((

//! Accesso ai messaggi del guestbook.
//!
//! Il resto del server vede solo il trait [`MessageStore`]: l'handle viene costruito
//! una volta in `main` e passato agli handler dentro `AppState`.

use async_trait::async_trait;
use homepage_core::{new_message_id, normalize_message_id, now_timestamp, ErrorCode, Message};
use sqlx::{sqlite::SqliteRow, Row, SqlitePool};
use thiserror::Error;

#[derive(Debug, Error)]
pub enum StoreError {
    /// Connessione o scrittura fallita.
    #[error("storage error: {0}")]
    Storage(#[from] sqlx::Error),

    /// L'id non è nel formato usato dallo store (UUID).
    #[error("invalid message id: {0:?}")]
    InvalidInput(String),
}

impl From<&StoreError> for homepage_core::Error {
    fn from(err: &StoreError) -> Self {
        let code = match err {
            StoreError::Storage(_) => ErrorCode::StorageError,
            StoreError::InvalidInput(_) => ErrorCode::InvalidInput,
        };
        homepage_core::Error::new(code, err.to_string())
    }
}

#[async_trait]
pub trait MessageStore: Send + Sync {
    /// Salva un nuovo messaggio assegnando id e createdAt.
    async fn insert(&self, name: &str, message: &str) -> Result<Message, StoreError>;

    /// Tutti i messaggi, in ordine di inserimento. Store vuoto -> vec vuoto.
    async fn find_all(&self) -> Result<Vec<Message>, StoreError>;

    /// 0 o 1 messaggi. Un id ben formato ma inesistente non è un errore.
    async fn find_by_id(&self, id: &str) -> Result<Vec<Message>, StoreError>;

    async fn ping(&self) -> Result<(), StoreError>;
}

pub struct SqliteMessageStore {
    pool: SqlitePool,
}

impl SqliteMessageStore {
    pub fn new(pool: SqlitePool) -> Self {
        Self { pool }
    }

    pub fn pool(&self) -> &SqlitePool {
        &self.pool
    }
}

// converte una riga della tabella messages nel modello condiviso
fn message_from_row(row: &SqliteRow) -> Result<Message, sqlx::Error> {
    Ok(Message {
        id: row.try_get("message_id")?,
        name: row.try_get("name")?,
        message: row.try_get("message")?,
        created_at: row.try_get("created_at")?,
    })
}

#[async_trait]
impl MessageStore for SqliteMessageStore {
    async fn insert(&self, name: &str, message: &str) -> Result<Message, StoreError> {
        let stored = Message {
            id: new_message_id(),
            name: name.to_string(),
            message: message.to_string(),
            created_at: now_timestamp(),
        };

        sqlx::query("INSERT INTO messages (message_id, name, message, created_at) VALUES (?, ?, ?, ?)")
            .bind(&stored.id)
            .bind(&stored.name)
            .bind(&stored.message)
            .bind(&stored.created_at)
            .execute(&self.pool)
            .await?;

        Ok(stored)
    }

    async fn find_all(&self) -> Result<Vec<Message>, StoreError> {
        let rows = sqlx::query("SELECT message_id, name, message, created_at FROM messages ORDER BY rowid")
            .fetch_all(&self.pool)
            .await?;

        let messages = rows
            .iter()
            .map(message_from_row)
            .collect::<Result<Vec<_>, _>>()?;
        Ok(messages)
    }

    async fn find_by_id(&self, id: &str) -> Result<Vec<Message>, StoreError> {
        let id = normalize_message_id(id).ok_or_else(|| StoreError::InvalidInput(id.to_string()))?;

        let row = sqlx::query("SELECT message_id, name, message, created_at FROM messages WHERE message_id = ?")
            .bind(&id)
            .fetch_optional(&self.pool)
            .await?;

        match row {
            Some(r) => Ok(vec![message_from_row(&r)?]),
            None => Ok(Vec::new()),
        }
    }

    async fn ping(&self) -> Result<(), StoreError> {
        self.pool.acquire().await?;
        Ok(())
    }
}
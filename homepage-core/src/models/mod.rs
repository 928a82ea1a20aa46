pub mod about;
pub mod message;

// Re-export per comodità
pub use about::AboutContent;
pub use message::Message;
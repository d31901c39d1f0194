use std::sync::Arc;

use crate::auth::{IdentityResolver, JwtIdentityResolver, JwtKeys};
use crate::config::AppConfig;
use crate::database::{BlogStore, UserStore};
use crate::services::UserService;

/// Dependencies shared by every handler
#[derive(Clone)]
pub struct AppState {
    pub blogs: Arc<dyn BlogStore>,
    pub users: UserService,
    pub identity: Arc<dyn IdentityResolver>,
    pub config: Arc<AppConfig>,
}

impl AppState {
    /// Wires the JWT resolver and user service over the given stores
    pub fn new(config: AppConfig, blogs: Arc<dyn BlogStore>, users: Arc<dyn UserStore>) -> Self {
        let keys = JwtKeys::from_config(&config.security);
        Self {
            blogs,
            users: UserService::new(users.clone(), keys.clone()),
            identity: Arc::new(JwtIdentityResolver::new(keys, users)),
            config: Arc::new(config),
        }
    }
}
pub mod blog;
pub mod user;

pub use blog::{Blog, BlogChanges, NewBlog};
pub use user::{normalize_email, NewUser, User};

))

▶ _YOUR TASK_
The listing above should be transcribed in full, exactly as written.

▶ _RESPONSE TO THIS TASK_
//! Accesso ai messaggi del guestbook.
//!
//! Il resto del server vede solo il trait [`MessageStore`]: l'handle viene costruito
//! una volta in `main` e passato agli handler dentro `AppState`.

use async_trait::async_trait;
use homepage_core::{new_message_id, normalize_message_id, now_timestamp, ErrorCode, Message};
use sqlx::{sqlite::SqliteRow, Row, SqlitePool};
use thiserror::Error;

#[derive(Debug, Error)]
pub enum StoreError {
    /// Connessione o scrittura fallita.
    #[error("storage error: {0}")]
    Storage(#[from] sqlx::Error),

    /// L'id non è nel formato usato dallo store (UUID).
    #[error("invalid message id: {0:?}")]
    InvalidInput(String),
}

impl From<&StoreError> for homepage_core::Error {
    fn from(err: &StoreError) -> Self {
        let code = match err {
            StoreError::Storage(_) => ErrorCode::StorageError,
            StoreError::InvalidInput(_) => ErrorCode::InvalidInput,
        };
        homepage_core::Error::new(code, err.to_string())
    }
}

#[async_trait]
pub trait MessageStore: Send + Sync {
    /// Salva un nuovo messaggio assegnando id e createdAt.
    async fn insert(&self, name: &str, message: &str) -> Result<Message, StoreError>;

    /// Tutti i messaggi, in ordine di inserimento. Store vuoto -> vec vuoto.
    async fn find_all(&self) -> Result<Vec<Message>, StoreError>;

    /// 0 o 1 messaggi. Un id ben formato ma inesistente non è un errore.
    async fn find_by_id(&self, id: &str) -> Result<Vec<Message>, StoreError>;

    async fn ping(&self) -> Result<(), StoreError>;
}

pub struct SqliteMessageStore {
    pool: SqlitePool,
}

impl SqliteMessageStore {
    pub fn new(pool: SqlitePool) -> Self {
        Self { pool }
    }

    pub fn pool(&self) -> &SqlitePool {
        &self.pool
    }
}

// converte una riga della tabella messages nel modello condiviso
fn message_from_row(row: &SqliteRow) -> Result<Message, sqlx::Error> {
    Ok(Message {
        id: row.try_get("message_id")?,
        name: row.try_get("name")?,
        message: row.try_get("message")?,
        created_at: row.try_get("created_at")?,
    })
}

#[async_trait]
impl MessageStore for SqliteMessageStore {
    async fn insert(&self, name: &str, message: &str) -> Result<Message, StoreError> {
        let stored = Message {
            id: new_message_id(),
            name: name.to_string(),
            message: message.to_string(),
            created_at: now_timestamp(),
        };

        sqlx::query("INSERT INTO messages (message_id, name, message, created_at) VALUES (?, ?, ?, ?)")
            .bind(&stored.id)
            .bind(&stored.name)
            .bind(&stored.message)
            .bind(&stored.created_at)
            .execute(&self.pool)
            .await?;

        Ok(stored)
    }

    async fn find_all(&self) -> Result<Vec<Message>, StoreError> {
        let rows = sqlx::query("SELECT message_id, name, message, created_at FROM messages ORDER BY rowid")
            .fetch_all(&self.pool)
            .await?;

        let messages = rows
            .iter()
            .map(message_from_row)
            .collect::<Result<Vec<_>, _>>()?;
        Ok(messages)
    }

    async fn find_by_id(&self, id: &str) -> Result<Vec<Message>, StoreError> {
        let id = normalize_message_id(id).ok_or_else(|| StoreError::InvalidInput(id.to_string()))?;

        let row = sqlx::query("SELECT message_id, name, message, created_at FROM messages WHERE message_id = ?")
            .bind(&id)
            .fetch_optional(&self.pool)
            .await?;

        match row {
            Some(r) => Ok(vec![message_from_row(&r)?]),
            None => Ok(Vec::new()),
        }
    }

    async fn ping(&self) -> Result<(), StoreError> {
        self.pool.acquire().await?;
        Ok(())
    }
}
filename homepage-core/src/models/mod.rs
repository 928a82ea1a20aa46
pub mod about;
pub mod message;

// Re-export per comodità
pub use about::AboutContent;
pub use message::Message;
repository d31901c39d1f0194
use std::sync::Arc;

use crate::auth::{IdentityResolver, JwtIdentityResolver, JwtKeys};
use crate::config::AppConfig;
use crate::database::{BlogStore, UserStore};
use crate::services::UserService;

/// Dependencies shared by every handler
#[derive(Clone)]
pub struct AppState {
    pub blogs: Arc<dyn BlogStore>,
    pub users: UserService,
    pub identity: Arc<dyn IdentityResolver>,
    pub config: Arc<AppConfig>,
}

impl AppState {
    /// Wires the JWT resolver and user service over the given stores
    pub fn new(config: AppConfig, blogs: Arc<dyn BlogStore>, users: Arc<dyn UserStore>) -> Self {
        let keys = JwtKeys::from_config(&config.security);
        Self {
            blogs,
            users: UserService::new(users.clone(), keys.clone()),
            identity: Arc::new(JwtIdentityResolver::new(keys, users)),
            config: Arc::new(config),
        }
    }
}
pub mod blog;
pub mod user;

pub use blog::{Blog, BlogChanges, NewBlog};
pub use user::{normalize_email, NewUser, User};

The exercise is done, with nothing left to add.